De voorbije jaren heeft KSG herhaaldelijk moeilijkheden gekend, zowel op het gebied van haar scheepsbouwactiviteiten als haar andere activiteiten. In 1998 verleenden de Nederlandse autoriteiten, om de bouw van de militaire fregatten zeker te stellen, achtergestelde leningen ten belope van 15,9 miljoen EUR en een extra vooruitbetaling op de fregatten van 6,8 miljoen EUR. In februari 2000 bereikten de Staat en Damen overeenstemming over de fundamentele beginselen van de overname, die in juli 2000 werd bevestigd. KSG werd voor 1 NLG aan Damen verkocht, nadat de volgende maatregelen waren genomen:

De in 1998 verstrekte achtergestelde lening van 15,9 miljoen EUR werd omgezet in nieuw kapitaal.

Een nieuwe kapitaalinjectie van 31,8 miljoen EUR.

Een renteloze lening van 20,4 miljoen EUR voor investeringen in een nieuwe locatie voor de marinescheepswerf. De huidige locatie is te klein voor de efficiënte bouw van de marinevaartuigen.

De Nederlandse autoriteiten voerden aan dat de maatregelen in het toepassingsgebied van artikel 296 van het EG-Verdrag betreffende maatregelen met het oog op de bescherming van de wezenlijke belangen van de veiligheid vallen. Op grond van de beschikbare informatie kan de Commissie evenwel niet vaststellen of, en in hoeverre, dit het geval is.

De Nederlandse autoriteiten argumenteerden tevens dat de maatregelen geen staatssteun vormen, aangezien het alternatief, met name het faillissement van KSG, aanzienlijk hogere kosten met zich zou brengen, omdat de bouw van vier militaire fregatten voor de marine gaande is. Een particuliere onderneming in een soortgelijke situatie zou soortgelijke maatregelen genomen hebben om haar verliezen te beperken. Bij deze vergelijking met het gedrag van een particuliere onderneming werd echter misschien geen rekening gehouden met alle aspecten van de zaak en daarom kan de Commissie niet uitsluiten dat er sprake is van staatssteun.

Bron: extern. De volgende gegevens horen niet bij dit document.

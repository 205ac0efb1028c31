//! Application configuration: TOML file loading, CLI overrides, and defaults.
//!
//! Resolution order (first found wins, values merge/override):
//! 1. CLI flags (`--config`, `--log-level`)
//! 2. `$PROJECT_EXPLORER_CONFIG` environment variable (path to config file)
//! 3. Project-local `.project-explorer.toml` in the current working directory
//! 4. Global `~/.config/project-explorer/config.toml`
//! 5. Built-in defaults

use std::path::{Path, PathBuf};

use serde::Deserialize;
use tracing::warn;

use crate::fs::cache::SaveInvalidation;

// ── Section configs ──────────────────────────────────────────────────────────

/// General application settings.
#[derive(Debug, Clone, Deserialize, Default)]
#[serde(default)]
pub struct GeneralConfig {
    /// Project root used when none is given on the command line.
    pub default_path: Option<String>,
}

/// Tree cache settings.
#[derive(Debug, Clone, Deserialize, Default)]
#[serde(default)]
pub struct CacheConfig {
    /// Which cached projects a save drops: "cached_ancestors" or "parent_dir".
    pub save_invalidation: Option<String>,
}

/// Logging settings.
#[derive(Debug, Clone, Deserialize, Default)]
#[serde(default)]
pub struct LogConfig {
    /// `tracing` filter directive, e.g. "info" or "project_explorer=debug".
    pub level: Option<String>,
    /// Output format: "text" or "json".
    pub format: Option<String>,
}

// ── Top-level config ─────────────────────────────────────────────────────────

/// Top-level application configuration.
///
/// All fields are optional so that partial configs from different sources
/// can be merged together (CLI overrides file, file overrides defaults).
#[derive(Debug, Clone, Deserialize, Default)]
#[serde(default)]
pub struct AppConfig {
    pub general: GeneralConfig,
    pub cache: CacheConfig,
    pub log: LogConfig,
}

// ── Default constants ────────────────────────────────────────────────────────

/// Default log filter when neither `RUST_LOG` nor config sets one.
pub const DEFAULT_LOG_LEVEL: &str = "warn";

/// Environment variable naming an explicit config file.
pub const CONFIG_ENV_VAR: &str = "PROJECT_EXPLORER_CONFIG";

// ── Config file locator ──────────────────────────────────────────────────────

/// Return the list of candidate config file paths in priority order.
///
/// Does NOT include the CLI `--config` path — that is handled separately.
fn candidate_paths() -> Vec<PathBuf> {
    let mut paths = Vec::new();

    if let Ok(env_path) = std::env::var(CONFIG_ENV_VAR) {
        paths.push(PathBuf::from(env_path));
    }

    if let Ok(cwd) = std::env::current_dir() {
        paths.push(cwd.join(".project-explorer.toml"));
    }

    if let Some(config_dir) = dirs::config_dir() {
        paths.push(config_dir.join("project-explorer").join("config.toml"));
    }

    paths
}

/// Try to read and parse a TOML config file. Returns `None` if the file
/// doesn't exist or can't be parsed (with a warning logged).
fn load_file(path: &Path) -> Option<AppConfig> {
    let content = std::fs::read_to_string(path).ok()?;
    match toml::from_str::<AppConfig>(&content) {
        Ok(cfg) => Some(cfg),
        Err(e) => {
            warn!(path = %path.display(), error = %e, "failed to parse config file");
            None
        }
    }
}

// ── Merge logic ──────────────────────────────────────────────────────────────

impl AppConfig {
    /// Merge `other` on top of `self` — `other`'s `Some` values win.
    pub fn merge(self, other: &AppConfig) -> AppConfig {
        AppConfig {
            general: GeneralConfig {
                default_path: other
                    .general
                    .default_path
                    .clone()
                    .or(self.general.default_path),
            },
            cache: CacheConfig {
                save_invalidation: other
                    .cache
                    .save_invalidation
                    .clone()
                    .or(self.cache.save_invalidation),
            },
            log: LogConfig {
                level: other.log.level.clone().or(self.log.level),
                format: other.log.format.clone().or(self.log.format),
            },
        }
    }

    /// Load the final merged configuration.
    ///
    /// `cli_config_path` is an explicit config file path from `--config`.
    /// `cli_overrides` are partial overrides derived from CLI flags.
    pub fn load(cli_config_path: Option<&Path>, cli_overrides: Option<&AppConfig>) -> AppConfig {
        let mut config = AppConfig::default();

        // Lowest priority first so higher-priority files overwrite.
        for path in candidate_paths().iter().rev() {
            if let Some(file_cfg) = load_file(path) {
                config = config.merge(&file_cfg);
            }
        }

        if let Some(cli_path) = cli_config_path {
            if let Some(file_cfg) = load_file(cli_path) {
                config = config.merge(&file_cfg);
            }
        }

        if let Some(overrides) = cli_overrides {
            config = config.merge(overrides);
        }

        config
    }

    // ── Convenience getters with built-in defaults ──────────────────────────

    /// Project root used when none is given.
    pub fn default_path(&self) -> &str {
        self.general.default_path.as_deref().unwrap_or(".")
    }

    pub fn save_invalidation(&self) -> SaveInvalidation {
        self.cache
            .save_invalidation
            .as_deref()
            .map(SaveInvalidation::from_str)
            .unwrap_or_default()
    }

    pub fn log_level(&self) -> &str {
        self.log.level.as_deref().unwrap_or(DEFAULT_LOG_LEVEL)
    }

    /// Whether logs are emitted as JSON lines.
    pub fn log_json(&self) -> bool {
        self.log.format.as_deref() == Some("json")
    }
}

// ── Tests ────────────────────────────────────────────────────────────────────

#[cfg(test)]
mod tests {
    use super::*;
    use std::io::Write;

    #[test]
    fn test_default_values() {
        let cfg = AppConfig::default();
        assert_eq!(cfg.default_path(), ".");
        assert_eq!(cfg.save_invalidation(), SaveInvalidation::CachedAncestors);
        assert_eq!(cfg.log_level(), "warn");
        assert!(!cfg.log_json());
    }

    #[test]
    fn test_toml_parsing_full() {
        let toml = r#"
[general]
default_path = "/home/dev/project"

[cache]
save_invalidation = "parent_dir"

[log]
level = "project_explorer=debug"
format = "json"
"#;
        let cfg: AppConfig = toml::from_str(toml).expect("parse failed");
        assert_eq!(cfg.default_path(), "/home/dev/project");
        assert_eq!(cfg.save_invalidation(), SaveInvalidation::ParentDir);
        assert_eq!(cfg.log_level(), "project_explorer=debug");
        assert!(cfg.log_json());
    }

    #[test]
    fn test_toml_parsing_partial() {
        let toml = r#"
[cache]
save_invalidation = "parent_dir"
"#;
        let cfg: AppConfig = toml::from_str(toml).expect("parse failed");
        assert_eq!(cfg.save_invalidation(), SaveInvalidation::ParentDir);
        assert_eq!(cfg.default_path(), ".");
        assert_eq!(cfg.log_level(), "warn");
    }

    #[test]
    fn test_toml_parsing_empty() {
        let cfg: AppConfig = toml::from_str("").expect("parse failed");
        assert_eq!(cfg.save_invalidation(), SaveInvalidation::CachedAncestors);
    }

    #[test]
    fn test_unknown_policy_falls_back_to_default() {
        let cfg: AppConfig =
            toml::from_str("[cache]\nsave_invalidation = \"sometimes\"\n").expect("parse");
        assert_eq!(cfg.save_invalidation(), SaveInvalidation::CachedAncestors);
    }

    #[test]
    fn test_merge_overrides() {
        let base = AppConfig {
            general: GeneralConfig {
                default_path: Some("/base".into()),
            },
            log: LogConfig {
                level: Some("info".into()),
                format: Some("json".into()),
            },
            ..Default::default()
        };

        let over = AppConfig {
            log: LogConfig {
                level: Some("debug".into()),
                // format not set — should keep base
                ..Default::default()
            },
            ..Default::default()
        };

        let merged = base.merge(&over);
        assert_eq!(merged.log_level(), "debug"); // overridden
        assert!(merged.log_json()); // from base
        assert_eq!(merged.default_path(), "/base"); // from base
    }

    #[test]
    fn test_merge_none_does_not_clear_some() {
        let base = AppConfig {
            cache: CacheConfig {
                save_invalidation: Some("parent_dir".into()),
            },
            ..Default::default()
        };

        let merged = base.merge(&AppConfig::default());
        assert_eq!(merged.save_invalidation(), SaveInvalidation::ParentDir);
    }

    #[test]
    fn test_load_from_file() {
        let dir = tempfile::tempdir().expect("tempdir");
        let cfg_path = dir.path().join("test-config.toml");
        let mut f = std::fs::File::create(&cfg_path).expect("create");
        writeln!(
            f,
            r#"
[general]
default_path = "/srv/repo"

[log]
level = "info"
"#
        )
        .expect("write");

        let cfg = load_file(&cfg_path).expect("load");
        assert_eq!(cfg.default_path(), "/srv/repo");
        assert_eq!(cfg.log_level(), "info");
        assert_eq!(cfg.save_invalidation(), SaveInvalidation::CachedAncestors);
    }

    #[test]
    fn test_load_missing_file() {
        assert!(load_file(Path::new("/nonexistent/config.toml")).is_none());
    }

    #[test]
    fn test_load_invalid_toml_returns_none() {
        let dir = tempfile::tempdir().expect("tempdir");
        let cfg_path = dir.path().join("bad.toml");
        std::fs::write(&cfg_path, "this is { not valid toml").expect("write");
        assert!(load_file(&cfg_path).is_none());
    }

    #[test]
    fn test_load_with_cli_overrides() {
        let dir = tempfile::tempdir().expect("tempdir");
        let cfg_path = dir.path().join("config.toml");
        std::fs::write(
            &cfg_path,
            r#"
[cache]
save_invalidation = "parent_dir"

[log]
level = "info"
"#,
        )
        .expect("write");

        let cli_overrides = AppConfig {
            log: LogConfig {
                level: Some("trace".into()),
                ..Default::default()
            },
            ..Default::default()
        };

        let cfg = AppConfig::load(Some(&cfg_path), Some(&cli_overrides));
        // CLI override wins
        assert_eq!(cfg.log_level(), "trace");
        // File value preserved
        assert_eq!(cfg.save_invalidation(), SaveInvalidation::ParentDir);
    }
}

De maatregelen van de Nederlandse autoriteiten zijn bedoeld om KSG van het faillissement te redden en om de herstructurering van de onderneming te ondersteunen. Bijgevolg dient de Commissie de maatregelen te toetsen aan de communautaire kaderregeling voor reddings- en herstructureringssteun aan ondernemingen in moeilijkheden, en - ten dele - aan de verordening van de Raad betreffende de steunverlening aan de scheepsbouw. De Commissie betwijfelt of de maatregelen voldoen aan de vereisten uit voornoemde regelgeving.

Wat de privatisering van en de mogelijke steun aan Damen betreft, beweren de Nederlandse autoriteiten dat alle geïnteresseerde ondernemingen op de hoogte waren van de verkoop en de kans hebben gehad om informatie te vragen en hun belangstelling kenbaar te maken. De Commissie merkt evenwel op dat er geen open oproep tot het laten blijken van belangstelling kwam waardoor alle concurrenten op voet van gelijkheid konden optreden, over dezelfde informatie beschikten en op hetzelfde moment toegang hadden tot een transparante procedure. Daarom kan de Commissie niet uitsluiten dat de door Damen betaalde prijs voor KSG eveneens elementen van staatssteun bevat.